To guarantee a strong response rate, it was initially proposed that the questionnaire be administered in person. This methodology was adopted to target certain respondents having important positions within the company, such as Managers or Assistant Managers of the palm oil refineries. These individuals are generally engaged in financial decision-making and strategic planning, rendering them the most appropriate candidates to offer knowledgeable answers to enquiries concerning investment and decision-making processes.

A pilot questionnaire was conducted before the main poll to enhance the questions and guarantee clarity and pertinence. Feedback from the pilot study was instrumental in refining the final survey questions by identifying ambiguous wording, improving relevance, and ensuring alignment with the study’s objectives. The target respondents were selected according to their industry functions, guaranteeing that the collected data would be pertinent and informative.

Palm oil mills are extensively located throughout East and West Malaysia, encompassing areas such as Sabah and Sarawak. Carrying out physical surveys in these areas would be both labour-intensive and expensive. Due to the constrained timeline for the research, an online survey was considered the most viable method. This method facilitated a wider outreach and proved to be more economical, albeit its intrinsic obstacles and constraints [18] [19].

The online survey was sent out through email to over 500 prospective respondents over a duration of seven months. Given the comprehensive outreach, merely 33 responds were obtained, of which 31 were deemed valid for study. The low response rate shows the problems associated with online surveys, particularly with participant motivation and participation [20] [21]. Issues like survey duration, perceived significance, and the demanding schedules of prospective respondents likely influenced the low participation percentage [22].

Multiple validation approaches were utilised to guarantee the reliability and authenticity of the gathered data. The pilot questionnaire facilitated the identification and rectification of ambiguities or biases in the survey questions. Responses were evaluated for consistency and completeness during data collection. Responses that were incomplete or inconsistent were omitted from the final analysis to preserve data integrity.

Furthermore, statistical techniques were employed to confirm the results. Descriptive statistics provide a summary of the data distribution, but inferential statistics facilitated the identification of noteworthy trends and relationships. Cross-validation methods were employed to confirm the reliability of the results. These measures guaranteed the accuracy and reliability of the data utilised in the analysis, establishing a robust basis for the study’s conclusions.

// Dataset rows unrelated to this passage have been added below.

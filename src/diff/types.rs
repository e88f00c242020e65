//! Structured per-file change records parsed from a staged diff.

use std::fmt;

use serde::{Deserialize, Serialize};

/// Classification of a single file's change within a diff.
#[derive(Debug, Clone, Copy, PartialEq, Eq, Serialize, Deserialize)]
#[serde(rename_all = "SCREAMING_SNAKE_CASE")]
pub enum ChangeType {
    New,
    Deleted,
    Renamed,
    ModeChanged,
    Modified,
    Binary,
    Submodule,
    Conflict,
}

impl ChangeType {
    pub fn as_str(&self) -> &'static str {
        match self {
            Self::New => "NEW",
            Self::Deleted => "DELETED",
            Self::Renamed => "RENAMED",
            Self::ModeChanged => "MODE_CHANGED",
            Self::Modified => "MODIFIED",
            Self::Binary => "BINARY",
            Self::Submodule => "SUBMODULE",
            Self::Conflict => "CONFLICT",
        }
    }
}

impl fmt::Display for ChangeType {
    fn fmt(&self, f: &mut fmt::Formatter<'_>) -> fmt::Result {
        f.write_str(self.as_str())
    }
}

/// A contiguous block of changed lines with old/new line ranges.
#[derive(Debug, Clone, Default, PartialEq, Eq, Serialize, Deserialize)]
pub struct Hunk {
    pub old_start: u32,
    pub old_lines: u32,
    pub new_start: u32,
    pub new_lines: u32,
    pub added_lines: u32,
    pub removed_lines: u32,
    pub context_lines: u32,
}

/// A file that was changed in the staged diff.
///
/// `added_lines` and `removed_lines` always equal the sums of the
/// corresponding per-hunk counts. `purpose` stays empty until the file
/// analyzer fills it in.
#[derive(Debug, Clone, Serialize, Deserialize)]
pub struct FileChange {
    pub path: String,
    pub change_type: ChangeType,
    /// Old path for renamed files (None for every other change type).
    pub old_path: Option<String>,
    pub added_lines: u32,
    pub removed_lines: u32,
    pub hunks: Vec<Hunk>,
    #[serde(default)]
    pub purpose: String,
}

impl FileChange {
    pub fn new(path: impl Into<String>, change_type: ChangeType) -> Self {
        Self {
            path: path.into(),
            change_type,
            old_path: None,
            added_lines: 0,
            removed_lines: 0,
            hunks: Vec::new(),
            purpose: String::new(),
        }
    }
}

The gathered data was examined through statistical techniques to find trends and insights concerning the preparedness and acceptability of IoT-based sensors within the oil palm sector. The investigation concentrated on comprehending the perceived advantages, possible obstacles, and general readiness to embrace new technology among industry players.

4. Results and Discussion

This study examined market perception, awareness, and preparedness for the adoption of a smart manufacturing system, particularly involving the integration of an IoT-based sensor into a decanter centrifuge machine within Malaysia’s palm oil sector. The findings from the survey offer significant insights into the perspectives and attitudes of industry professionals, emphasising their receptiveness to new technology and the obstacles that remain to be resolved.

Figure 3 shows that the majority participants in this study were managers and assistant managers, with assistant managers constituting 40% and managers 33% of the total. This was deliberate, as these individuals are more likely to participate in decision-making processes about technology adoption and expenditure. Twenty-seven percent of respondents held other technical roles, namely engineers and assistant engineers, who similarly possess access to operational data pertinent to the survey. This diverse group of respondents guarantees that the questionnaire encompasses opinions from individuals with both strategic and technical viewpoints, thus offering comprehensive knowledge of the industry’s assessment of IoT technology integration.

Figure 3. Position of the respondents in the palm oil industries.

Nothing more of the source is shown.